[Collected data]

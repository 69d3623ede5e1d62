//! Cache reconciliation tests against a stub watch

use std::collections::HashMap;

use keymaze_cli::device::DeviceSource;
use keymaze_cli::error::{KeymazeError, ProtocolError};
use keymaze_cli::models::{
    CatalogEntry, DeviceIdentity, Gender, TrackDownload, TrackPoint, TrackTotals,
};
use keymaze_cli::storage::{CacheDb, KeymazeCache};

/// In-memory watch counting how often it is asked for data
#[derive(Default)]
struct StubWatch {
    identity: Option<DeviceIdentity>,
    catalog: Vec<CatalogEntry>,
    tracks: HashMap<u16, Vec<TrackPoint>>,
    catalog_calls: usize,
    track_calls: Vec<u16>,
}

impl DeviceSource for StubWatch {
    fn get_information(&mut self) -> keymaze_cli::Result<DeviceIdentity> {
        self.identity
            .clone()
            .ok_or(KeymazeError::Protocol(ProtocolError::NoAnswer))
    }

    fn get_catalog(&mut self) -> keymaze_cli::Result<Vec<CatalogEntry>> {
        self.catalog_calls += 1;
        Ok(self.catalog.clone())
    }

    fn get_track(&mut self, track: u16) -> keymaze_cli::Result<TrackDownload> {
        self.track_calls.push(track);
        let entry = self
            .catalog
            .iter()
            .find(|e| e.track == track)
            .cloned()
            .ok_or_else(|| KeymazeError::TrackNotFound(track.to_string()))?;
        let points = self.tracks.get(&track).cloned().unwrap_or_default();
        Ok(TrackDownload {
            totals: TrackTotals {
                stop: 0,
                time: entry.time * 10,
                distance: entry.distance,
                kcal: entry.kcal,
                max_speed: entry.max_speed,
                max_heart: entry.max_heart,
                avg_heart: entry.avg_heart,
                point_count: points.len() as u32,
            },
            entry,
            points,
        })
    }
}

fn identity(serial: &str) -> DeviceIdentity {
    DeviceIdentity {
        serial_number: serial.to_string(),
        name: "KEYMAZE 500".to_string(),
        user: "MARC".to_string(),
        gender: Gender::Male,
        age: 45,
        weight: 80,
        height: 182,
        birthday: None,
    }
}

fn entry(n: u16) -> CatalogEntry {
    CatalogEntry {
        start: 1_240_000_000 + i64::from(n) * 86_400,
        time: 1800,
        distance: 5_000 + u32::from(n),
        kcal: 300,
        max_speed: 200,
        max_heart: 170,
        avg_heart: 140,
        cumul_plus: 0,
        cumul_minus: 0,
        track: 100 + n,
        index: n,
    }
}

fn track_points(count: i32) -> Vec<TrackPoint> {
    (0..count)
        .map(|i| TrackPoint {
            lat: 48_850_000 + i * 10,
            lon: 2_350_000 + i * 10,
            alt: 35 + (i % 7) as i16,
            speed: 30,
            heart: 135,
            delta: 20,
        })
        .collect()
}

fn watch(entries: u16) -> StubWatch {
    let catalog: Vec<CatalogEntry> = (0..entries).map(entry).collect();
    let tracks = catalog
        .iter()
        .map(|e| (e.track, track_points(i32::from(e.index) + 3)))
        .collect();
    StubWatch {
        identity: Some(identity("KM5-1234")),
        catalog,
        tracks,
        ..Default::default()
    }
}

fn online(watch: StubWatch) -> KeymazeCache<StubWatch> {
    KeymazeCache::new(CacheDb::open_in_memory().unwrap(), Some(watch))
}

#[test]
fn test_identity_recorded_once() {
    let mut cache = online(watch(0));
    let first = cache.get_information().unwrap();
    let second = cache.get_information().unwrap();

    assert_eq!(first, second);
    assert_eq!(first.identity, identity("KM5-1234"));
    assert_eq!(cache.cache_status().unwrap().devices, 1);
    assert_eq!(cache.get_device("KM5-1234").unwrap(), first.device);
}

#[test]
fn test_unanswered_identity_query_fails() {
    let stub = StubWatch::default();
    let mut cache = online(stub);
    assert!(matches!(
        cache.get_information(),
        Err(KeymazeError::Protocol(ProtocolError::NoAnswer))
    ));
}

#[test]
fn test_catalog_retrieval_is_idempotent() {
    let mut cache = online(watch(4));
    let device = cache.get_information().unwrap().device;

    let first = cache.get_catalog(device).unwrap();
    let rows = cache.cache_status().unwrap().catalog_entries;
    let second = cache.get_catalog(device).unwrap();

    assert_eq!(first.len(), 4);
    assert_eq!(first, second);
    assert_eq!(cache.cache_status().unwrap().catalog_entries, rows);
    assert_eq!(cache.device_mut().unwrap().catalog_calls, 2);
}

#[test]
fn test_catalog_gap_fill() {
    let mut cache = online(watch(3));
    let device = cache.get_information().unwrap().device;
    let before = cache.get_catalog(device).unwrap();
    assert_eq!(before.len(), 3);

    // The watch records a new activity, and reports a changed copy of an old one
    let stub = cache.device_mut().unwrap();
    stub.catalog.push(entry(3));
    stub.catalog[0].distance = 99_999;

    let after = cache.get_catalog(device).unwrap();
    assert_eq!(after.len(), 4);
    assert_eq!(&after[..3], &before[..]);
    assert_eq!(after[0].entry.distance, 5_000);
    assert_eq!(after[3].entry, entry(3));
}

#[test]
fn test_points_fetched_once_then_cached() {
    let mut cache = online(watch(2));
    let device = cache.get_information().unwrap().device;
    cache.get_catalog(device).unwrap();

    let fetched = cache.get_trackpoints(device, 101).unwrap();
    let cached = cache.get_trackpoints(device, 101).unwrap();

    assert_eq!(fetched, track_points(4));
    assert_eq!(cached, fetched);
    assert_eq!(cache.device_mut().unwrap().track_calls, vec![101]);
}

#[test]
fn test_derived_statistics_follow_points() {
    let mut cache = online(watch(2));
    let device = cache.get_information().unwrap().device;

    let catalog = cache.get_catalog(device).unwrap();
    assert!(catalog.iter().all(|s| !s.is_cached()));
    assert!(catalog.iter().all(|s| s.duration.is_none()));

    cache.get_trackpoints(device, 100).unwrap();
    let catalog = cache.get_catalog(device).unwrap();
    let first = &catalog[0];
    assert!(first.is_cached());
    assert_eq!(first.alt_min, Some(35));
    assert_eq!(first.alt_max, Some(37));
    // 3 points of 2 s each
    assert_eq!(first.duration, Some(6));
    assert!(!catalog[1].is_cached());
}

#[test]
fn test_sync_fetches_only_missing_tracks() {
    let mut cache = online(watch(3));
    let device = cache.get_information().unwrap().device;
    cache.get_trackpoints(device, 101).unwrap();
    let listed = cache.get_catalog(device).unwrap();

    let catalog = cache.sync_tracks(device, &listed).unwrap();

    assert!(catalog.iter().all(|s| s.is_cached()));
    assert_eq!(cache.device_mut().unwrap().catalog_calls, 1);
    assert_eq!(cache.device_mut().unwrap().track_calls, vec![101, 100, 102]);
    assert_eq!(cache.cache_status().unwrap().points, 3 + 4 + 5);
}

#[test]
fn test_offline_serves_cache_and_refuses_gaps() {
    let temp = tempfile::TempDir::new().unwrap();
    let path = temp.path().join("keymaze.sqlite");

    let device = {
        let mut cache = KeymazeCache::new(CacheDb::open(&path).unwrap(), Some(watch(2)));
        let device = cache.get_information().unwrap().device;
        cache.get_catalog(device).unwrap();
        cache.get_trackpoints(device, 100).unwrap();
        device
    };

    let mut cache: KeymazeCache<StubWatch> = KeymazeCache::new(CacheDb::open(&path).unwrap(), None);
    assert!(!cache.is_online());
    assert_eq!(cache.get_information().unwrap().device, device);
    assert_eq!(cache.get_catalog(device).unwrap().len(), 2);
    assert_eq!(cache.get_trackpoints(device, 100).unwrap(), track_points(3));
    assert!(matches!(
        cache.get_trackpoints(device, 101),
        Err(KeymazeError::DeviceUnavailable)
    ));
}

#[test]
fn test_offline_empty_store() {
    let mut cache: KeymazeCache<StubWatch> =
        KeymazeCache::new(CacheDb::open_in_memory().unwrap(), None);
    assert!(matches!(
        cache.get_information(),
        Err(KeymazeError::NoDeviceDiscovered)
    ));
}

...

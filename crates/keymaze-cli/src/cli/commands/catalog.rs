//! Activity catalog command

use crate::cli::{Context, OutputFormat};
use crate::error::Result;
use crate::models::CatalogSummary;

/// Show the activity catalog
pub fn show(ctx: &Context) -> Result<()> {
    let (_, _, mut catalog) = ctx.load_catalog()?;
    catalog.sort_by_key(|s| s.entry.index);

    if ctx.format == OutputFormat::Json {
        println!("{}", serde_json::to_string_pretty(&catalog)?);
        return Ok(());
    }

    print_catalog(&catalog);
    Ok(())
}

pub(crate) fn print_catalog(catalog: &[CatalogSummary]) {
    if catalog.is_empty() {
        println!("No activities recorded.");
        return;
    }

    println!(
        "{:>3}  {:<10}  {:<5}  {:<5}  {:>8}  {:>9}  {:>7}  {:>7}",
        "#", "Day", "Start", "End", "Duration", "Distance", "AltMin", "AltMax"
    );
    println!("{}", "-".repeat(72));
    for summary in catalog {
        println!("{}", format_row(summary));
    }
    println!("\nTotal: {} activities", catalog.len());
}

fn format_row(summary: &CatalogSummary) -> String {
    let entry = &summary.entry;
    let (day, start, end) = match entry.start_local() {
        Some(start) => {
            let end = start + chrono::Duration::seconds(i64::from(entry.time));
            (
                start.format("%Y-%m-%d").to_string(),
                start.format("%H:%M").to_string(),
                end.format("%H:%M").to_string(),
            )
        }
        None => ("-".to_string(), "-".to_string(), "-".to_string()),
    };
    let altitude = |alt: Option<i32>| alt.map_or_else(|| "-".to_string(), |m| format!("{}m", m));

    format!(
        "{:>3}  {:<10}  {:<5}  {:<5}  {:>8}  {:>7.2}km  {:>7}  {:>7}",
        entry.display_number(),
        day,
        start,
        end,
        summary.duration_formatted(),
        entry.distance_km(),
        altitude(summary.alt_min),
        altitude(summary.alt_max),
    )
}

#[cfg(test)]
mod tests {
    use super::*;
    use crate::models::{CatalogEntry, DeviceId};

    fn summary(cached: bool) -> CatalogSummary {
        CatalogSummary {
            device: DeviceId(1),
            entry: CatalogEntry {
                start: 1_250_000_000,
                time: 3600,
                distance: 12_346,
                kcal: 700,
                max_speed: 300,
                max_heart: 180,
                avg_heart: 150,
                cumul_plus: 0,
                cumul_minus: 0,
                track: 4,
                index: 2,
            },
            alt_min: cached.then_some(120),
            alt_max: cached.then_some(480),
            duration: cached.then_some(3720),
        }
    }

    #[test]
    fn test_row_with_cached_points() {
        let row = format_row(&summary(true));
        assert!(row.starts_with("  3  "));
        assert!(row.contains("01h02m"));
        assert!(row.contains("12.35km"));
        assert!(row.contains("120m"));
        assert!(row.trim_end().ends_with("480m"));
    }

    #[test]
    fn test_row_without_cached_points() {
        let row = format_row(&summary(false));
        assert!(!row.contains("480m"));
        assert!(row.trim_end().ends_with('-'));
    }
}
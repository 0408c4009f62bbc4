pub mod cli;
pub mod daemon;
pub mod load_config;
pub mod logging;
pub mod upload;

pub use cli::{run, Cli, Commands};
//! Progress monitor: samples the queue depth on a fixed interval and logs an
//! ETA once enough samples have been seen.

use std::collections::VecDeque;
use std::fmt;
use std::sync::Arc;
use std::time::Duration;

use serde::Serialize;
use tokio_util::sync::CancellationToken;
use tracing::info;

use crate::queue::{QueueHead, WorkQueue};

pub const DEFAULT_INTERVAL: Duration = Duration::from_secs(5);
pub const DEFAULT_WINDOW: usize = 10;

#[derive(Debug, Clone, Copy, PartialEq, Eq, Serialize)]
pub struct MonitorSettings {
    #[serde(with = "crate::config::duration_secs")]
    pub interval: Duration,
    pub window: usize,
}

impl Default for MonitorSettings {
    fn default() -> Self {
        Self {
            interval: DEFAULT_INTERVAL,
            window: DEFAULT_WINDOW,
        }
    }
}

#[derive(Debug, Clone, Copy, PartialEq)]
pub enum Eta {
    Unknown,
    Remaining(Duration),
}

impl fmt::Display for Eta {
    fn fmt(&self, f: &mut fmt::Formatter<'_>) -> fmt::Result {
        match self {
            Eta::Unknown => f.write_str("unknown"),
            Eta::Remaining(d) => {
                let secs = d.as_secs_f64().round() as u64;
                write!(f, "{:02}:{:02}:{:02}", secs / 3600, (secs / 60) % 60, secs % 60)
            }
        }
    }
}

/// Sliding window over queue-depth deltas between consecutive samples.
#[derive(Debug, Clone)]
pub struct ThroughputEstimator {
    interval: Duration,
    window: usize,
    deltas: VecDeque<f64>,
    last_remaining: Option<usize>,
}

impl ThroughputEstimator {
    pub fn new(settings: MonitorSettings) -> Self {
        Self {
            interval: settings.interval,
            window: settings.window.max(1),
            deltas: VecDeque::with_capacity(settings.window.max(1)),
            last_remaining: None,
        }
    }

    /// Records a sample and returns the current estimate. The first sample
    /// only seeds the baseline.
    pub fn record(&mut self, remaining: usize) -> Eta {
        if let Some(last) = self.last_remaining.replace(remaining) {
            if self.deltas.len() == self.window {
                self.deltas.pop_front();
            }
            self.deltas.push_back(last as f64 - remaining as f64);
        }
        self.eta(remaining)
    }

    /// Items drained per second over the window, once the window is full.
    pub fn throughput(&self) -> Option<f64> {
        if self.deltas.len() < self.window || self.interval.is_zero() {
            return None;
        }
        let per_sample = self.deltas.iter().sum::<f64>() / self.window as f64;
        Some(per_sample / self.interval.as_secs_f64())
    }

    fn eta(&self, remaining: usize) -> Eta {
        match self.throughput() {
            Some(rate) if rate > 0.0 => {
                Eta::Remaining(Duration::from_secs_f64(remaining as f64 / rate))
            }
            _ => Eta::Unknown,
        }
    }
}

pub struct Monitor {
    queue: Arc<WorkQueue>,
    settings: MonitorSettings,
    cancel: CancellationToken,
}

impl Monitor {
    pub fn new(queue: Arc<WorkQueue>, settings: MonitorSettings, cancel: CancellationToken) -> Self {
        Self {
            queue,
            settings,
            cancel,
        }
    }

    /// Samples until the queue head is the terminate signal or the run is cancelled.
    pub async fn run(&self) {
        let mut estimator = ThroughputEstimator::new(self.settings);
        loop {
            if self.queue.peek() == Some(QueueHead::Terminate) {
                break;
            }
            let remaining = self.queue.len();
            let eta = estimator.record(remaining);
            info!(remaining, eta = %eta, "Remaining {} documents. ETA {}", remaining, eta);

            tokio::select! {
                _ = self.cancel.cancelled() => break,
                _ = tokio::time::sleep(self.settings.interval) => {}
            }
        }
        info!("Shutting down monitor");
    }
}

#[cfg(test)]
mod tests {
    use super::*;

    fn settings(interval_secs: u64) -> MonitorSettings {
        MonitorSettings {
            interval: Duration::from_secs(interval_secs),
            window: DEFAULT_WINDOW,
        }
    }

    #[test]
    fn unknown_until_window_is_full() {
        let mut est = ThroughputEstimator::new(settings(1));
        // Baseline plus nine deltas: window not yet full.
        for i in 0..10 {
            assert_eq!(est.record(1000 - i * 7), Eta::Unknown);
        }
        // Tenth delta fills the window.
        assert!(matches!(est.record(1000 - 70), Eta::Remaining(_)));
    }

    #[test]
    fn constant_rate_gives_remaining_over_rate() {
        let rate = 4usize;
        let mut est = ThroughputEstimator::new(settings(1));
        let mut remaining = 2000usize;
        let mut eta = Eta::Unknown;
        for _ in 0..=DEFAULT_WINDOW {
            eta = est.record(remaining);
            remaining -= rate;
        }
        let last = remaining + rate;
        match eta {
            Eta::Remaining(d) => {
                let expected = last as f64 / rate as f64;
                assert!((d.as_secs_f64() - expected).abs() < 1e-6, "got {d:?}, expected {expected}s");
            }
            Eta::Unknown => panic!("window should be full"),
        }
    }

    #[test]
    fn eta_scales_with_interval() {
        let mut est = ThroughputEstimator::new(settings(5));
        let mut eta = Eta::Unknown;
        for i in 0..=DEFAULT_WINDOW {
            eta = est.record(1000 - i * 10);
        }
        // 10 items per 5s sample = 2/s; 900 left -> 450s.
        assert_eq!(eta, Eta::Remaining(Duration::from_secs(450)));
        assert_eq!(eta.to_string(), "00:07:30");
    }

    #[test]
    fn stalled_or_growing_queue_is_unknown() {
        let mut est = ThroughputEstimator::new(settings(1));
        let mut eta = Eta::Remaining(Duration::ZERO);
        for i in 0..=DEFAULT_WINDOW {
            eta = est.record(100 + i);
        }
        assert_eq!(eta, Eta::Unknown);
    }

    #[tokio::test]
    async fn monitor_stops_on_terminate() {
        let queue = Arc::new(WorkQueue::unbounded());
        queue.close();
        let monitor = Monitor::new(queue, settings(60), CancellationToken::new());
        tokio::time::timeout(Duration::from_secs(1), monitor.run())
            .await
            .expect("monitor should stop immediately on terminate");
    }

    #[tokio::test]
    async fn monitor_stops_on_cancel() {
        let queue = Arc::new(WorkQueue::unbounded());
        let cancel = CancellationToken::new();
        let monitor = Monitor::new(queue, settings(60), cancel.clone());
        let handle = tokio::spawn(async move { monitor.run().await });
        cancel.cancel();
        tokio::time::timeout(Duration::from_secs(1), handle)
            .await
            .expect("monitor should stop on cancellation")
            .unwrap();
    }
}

* THE TASK *
From the entries above, print the lines beginning at the one with "repository 69d3623ede5e1d62" and stopping after the one with "asked for data", exactly as written and with nothing else.

* RESPONSE *
repository 69d3623ede5e1d62
//! Cache reconciliation tests against a stub watch

use std::collections::HashMap;

use keymaze_cli::device::DeviceSource;
use keymaze_cli::error::{KeymazeError, ProtocolError};
use keymaze_cli::models::{
    CatalogEntry, DeviceIdentity, Gender, TrackDownload, TrackPoint, TrackTotals,
};
use keymaze_cli::storage::{CacheDb, KeymazeCache};

/// In-memory watch counting how often it is asked for data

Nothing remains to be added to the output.